И тогда он без предупреждения начинал задавать свои коварные вопросы, наверное, хотел вывести меня на чистую воду и доказать, что я ничего не понимаю в Посещении, хотя мне и выделили отдельный кабинет и назначили начальником. Шухарт без должного почтения относился к научной работе и не верил, что институтские умники сумеют разобраться с «хармонтским феноменом». Его вопросы часто были наивными и безграмотными, но я не всегда мог на них ответить. Это было очень полезно. Смена занятия для головного мозга — лучший отдых.
Я всегда радовался, когда Шухарт говорил: «Ага! Понял». Для меня это была маленькая победа. Если смог убедить кого-то, значит, разобрался сам.
Когда же мои ответы его не устраивали, он рассказывал очередную забавную историю, которых у него за недолгую, в общем-то, жизнь набралось огромное количество.
Для него я был лучшим собеседником: потому что недостаточно хорошо знал уличный английский сленг, чтобы понимать смысл некоторых идиоматических выражений и их эмоциональный смысл. Я был русским, а потому бесконечно далеким для жителей Хармонта человеком, к тому же, я умел сочувствовать и не задавал лишних вопросов.
Однажды он задал вопрос обо мне. Это было почетно, обычно мизантропы не интересуются другими людьми.
— Хочу понять, чем ты занимаешься за своим столом целыми днями? Твое рабочее время оплачивается из бюджета страны, то есть из налогов, которые платит наше население, а значит, и я тоже.
— Я намерен разгадать тайну «пустышек», которые в таких больших количествах притаскивают из Зоны твои друзья сталкеры. Конечно, с твоей помощью.
— Ты хочешь узнать тайну. А для этого «пустышку» нужно «раскурочить». Оторвать один диск от другого, потравить кислотами, расплющить под прессом, расплавить в печи?
— Приблизительно, — ответил я. — Недавно мне пришла в голову удачная мысль о том, что свойства «пустышек» можно легко объяснить, если рассматривать их как многомерные объекты, четырехмерные или даже пятимерные.
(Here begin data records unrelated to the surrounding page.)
//! # Sigil Lineage
//!
//! Layered asset metadata and the resource relationship graph.
//!
//! ## Key Concepts
//!
//! - **Bundle**: a sparse composition of five metadata layers
//!   (identity → provenance → characteristics → lineage → rights),
//!   each a tagged variant with an open extensions map
//! - **Projection**: every layer renders into its named external
//!   vocabulary; the integrated view merges them under a fixed
//!   `@context`
//! - **Relationship graph**: a directed labeled multigraph over asset
//!   identifiers with closed entity and relationship vocabularies,
//!   cycle-safe traversal, and a PROV-compatible projection
//!
//! ## Ownership
//!
//! The bundle owns its layers and the graph owns its nodes and edges;
//! removing a node cascades to every incident edge, and dropping a
//! bundle or graph releases everything it holds. There are no weak
//! references and no internal locks — callers share instances
//! explicitly and serialize access externally.

pub mod bundle;
pub mod error;
pub mod graph;
pub mod layers;
pub mod registry;

pub use bundle::{MetadataBundle, INTEGRATED_CONTEXT};
pub use error::{GraphError, GraphResult, MetadataError, MetadataResult};
pub use graph::prov::{from_prov, to_prov, ProvDocument, ProvRecord};
pub use graph::traversal::{PathOptions, RelatedOptions, RelatedResource};
pub use graph::{Direction, Edge, EntityType, Node, RelationshipType, ResourceGraph};
pub use layers::{
    CharacteristicsLayer, CharacteristicsSchema, IdentityLayer, LayerKind, License, LineageLayer,
    MetadataLayer, PolicyConstraint, PolicyRule, ProvenanceLayer, ProvenanceSignature, RightsLayer,
};
pub use registry::{
    MemoryRegistry, RegisteredAsset, RegisteredResource, RegistrationOutcome, RegistrationReceipt,
    RegistrationRequest, ResourceRegistry,
};

/// Library version
pub const VERSION: &str = env!("CARGO_PKG_VERSION");

/// Get the library version
pub fn version() -> &'static str {
    VERSION
}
Кажется, это очень удачная догадка. Если мне удастся это доказать, то появится надежда не только продвинуться в понимании мира, в котором мы живем, но и позволит создать новую физику и, следовательно, новые технологии.
Он усмехнулся.
— Слишком заумно для меня. Но если ты, в самом деле, понимаешь то, о чем говоришь, я рад, что работаю в Институте.
Мне нравится, когда Рэд начинает задавать свои детские вопросы. Всегда считал, что научное любопытство позволяет раскрыть в человеке лучшие стороны. Кажется, Шухарту действительно интересно понять, что меня заставляет днями напролет возиться с «пустышками» без каких-нибудь ощутимых результатов.